» What to work on: Whenever a line in the material below contains "None", copy that line.

» Material provided:
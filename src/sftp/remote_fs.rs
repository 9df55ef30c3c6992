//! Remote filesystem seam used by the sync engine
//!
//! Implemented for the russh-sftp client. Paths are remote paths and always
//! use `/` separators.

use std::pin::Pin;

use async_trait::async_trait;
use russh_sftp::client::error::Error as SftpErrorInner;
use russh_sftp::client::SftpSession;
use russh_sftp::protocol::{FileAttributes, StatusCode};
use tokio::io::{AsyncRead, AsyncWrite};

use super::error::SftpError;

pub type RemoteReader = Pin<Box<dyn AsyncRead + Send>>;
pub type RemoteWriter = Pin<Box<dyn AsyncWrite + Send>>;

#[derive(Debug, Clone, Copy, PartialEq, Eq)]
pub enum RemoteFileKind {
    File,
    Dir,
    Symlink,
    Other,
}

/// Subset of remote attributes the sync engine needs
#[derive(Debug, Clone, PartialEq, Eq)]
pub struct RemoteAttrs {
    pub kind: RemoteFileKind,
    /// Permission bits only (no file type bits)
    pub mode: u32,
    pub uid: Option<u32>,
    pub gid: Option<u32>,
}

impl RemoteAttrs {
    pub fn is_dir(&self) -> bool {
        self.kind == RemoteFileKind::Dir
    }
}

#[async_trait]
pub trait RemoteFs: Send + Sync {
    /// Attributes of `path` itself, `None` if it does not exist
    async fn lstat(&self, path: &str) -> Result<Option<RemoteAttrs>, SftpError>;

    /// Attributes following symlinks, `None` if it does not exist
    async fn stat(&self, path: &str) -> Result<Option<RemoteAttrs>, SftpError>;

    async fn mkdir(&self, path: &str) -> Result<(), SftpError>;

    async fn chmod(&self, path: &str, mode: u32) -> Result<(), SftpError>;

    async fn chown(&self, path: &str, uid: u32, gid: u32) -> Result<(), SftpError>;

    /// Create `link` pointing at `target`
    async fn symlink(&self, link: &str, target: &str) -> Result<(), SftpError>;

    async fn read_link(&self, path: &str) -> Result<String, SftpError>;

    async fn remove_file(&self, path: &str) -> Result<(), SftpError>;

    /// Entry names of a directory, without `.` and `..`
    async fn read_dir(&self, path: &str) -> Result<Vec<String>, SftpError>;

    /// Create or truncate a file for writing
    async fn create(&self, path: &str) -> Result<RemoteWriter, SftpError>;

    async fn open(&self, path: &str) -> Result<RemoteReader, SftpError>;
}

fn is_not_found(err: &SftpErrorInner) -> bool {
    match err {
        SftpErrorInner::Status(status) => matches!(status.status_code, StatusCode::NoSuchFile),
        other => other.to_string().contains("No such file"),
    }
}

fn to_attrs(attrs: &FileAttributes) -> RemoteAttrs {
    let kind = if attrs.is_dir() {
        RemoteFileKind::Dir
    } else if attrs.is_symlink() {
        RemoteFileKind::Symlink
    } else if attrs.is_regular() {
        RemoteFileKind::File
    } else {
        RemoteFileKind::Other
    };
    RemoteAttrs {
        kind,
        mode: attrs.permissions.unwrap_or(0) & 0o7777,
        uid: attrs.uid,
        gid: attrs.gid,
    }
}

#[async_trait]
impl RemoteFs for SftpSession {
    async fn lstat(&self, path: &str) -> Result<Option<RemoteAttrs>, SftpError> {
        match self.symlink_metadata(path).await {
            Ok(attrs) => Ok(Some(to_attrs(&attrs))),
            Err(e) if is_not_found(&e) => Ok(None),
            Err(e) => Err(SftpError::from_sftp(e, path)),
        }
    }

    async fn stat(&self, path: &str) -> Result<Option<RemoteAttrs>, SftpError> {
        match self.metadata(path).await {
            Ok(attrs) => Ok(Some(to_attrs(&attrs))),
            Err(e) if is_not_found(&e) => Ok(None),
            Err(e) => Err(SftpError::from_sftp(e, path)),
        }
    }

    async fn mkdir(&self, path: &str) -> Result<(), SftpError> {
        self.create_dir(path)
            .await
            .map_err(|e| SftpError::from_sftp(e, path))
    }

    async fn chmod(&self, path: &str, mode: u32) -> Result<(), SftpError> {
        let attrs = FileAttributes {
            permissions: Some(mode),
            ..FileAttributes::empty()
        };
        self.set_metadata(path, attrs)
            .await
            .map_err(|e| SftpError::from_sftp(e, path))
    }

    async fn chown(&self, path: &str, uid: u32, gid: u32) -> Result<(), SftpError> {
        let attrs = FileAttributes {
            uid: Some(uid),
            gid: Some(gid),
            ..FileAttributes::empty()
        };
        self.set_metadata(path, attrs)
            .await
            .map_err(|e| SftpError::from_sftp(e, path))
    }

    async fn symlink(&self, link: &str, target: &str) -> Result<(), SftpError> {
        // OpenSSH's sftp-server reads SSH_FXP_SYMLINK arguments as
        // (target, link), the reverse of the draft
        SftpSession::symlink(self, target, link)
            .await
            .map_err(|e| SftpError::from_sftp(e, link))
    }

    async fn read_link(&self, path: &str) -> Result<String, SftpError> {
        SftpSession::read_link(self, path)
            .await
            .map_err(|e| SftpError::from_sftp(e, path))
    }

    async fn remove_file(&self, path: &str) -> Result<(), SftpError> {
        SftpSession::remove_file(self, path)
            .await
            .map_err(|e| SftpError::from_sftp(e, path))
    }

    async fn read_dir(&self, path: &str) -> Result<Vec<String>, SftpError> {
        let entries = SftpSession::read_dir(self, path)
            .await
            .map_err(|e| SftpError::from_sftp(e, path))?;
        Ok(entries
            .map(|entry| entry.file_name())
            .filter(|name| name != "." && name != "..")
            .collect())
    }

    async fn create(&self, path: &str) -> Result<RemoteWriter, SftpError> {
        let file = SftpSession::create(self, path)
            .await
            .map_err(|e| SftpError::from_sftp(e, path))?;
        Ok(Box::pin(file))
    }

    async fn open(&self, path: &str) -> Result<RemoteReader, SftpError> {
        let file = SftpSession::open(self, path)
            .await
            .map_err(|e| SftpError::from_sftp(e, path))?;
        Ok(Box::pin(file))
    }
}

» Solution below:
    /// Attributes of `path` itself, `None` if it does not exist
    /// Attributes following symlinks, `None` if it does not exist
            Err(e) if is_not_found(&e) => Ok(None),
            Err(e) if is_not_found(&e) => Ok(None),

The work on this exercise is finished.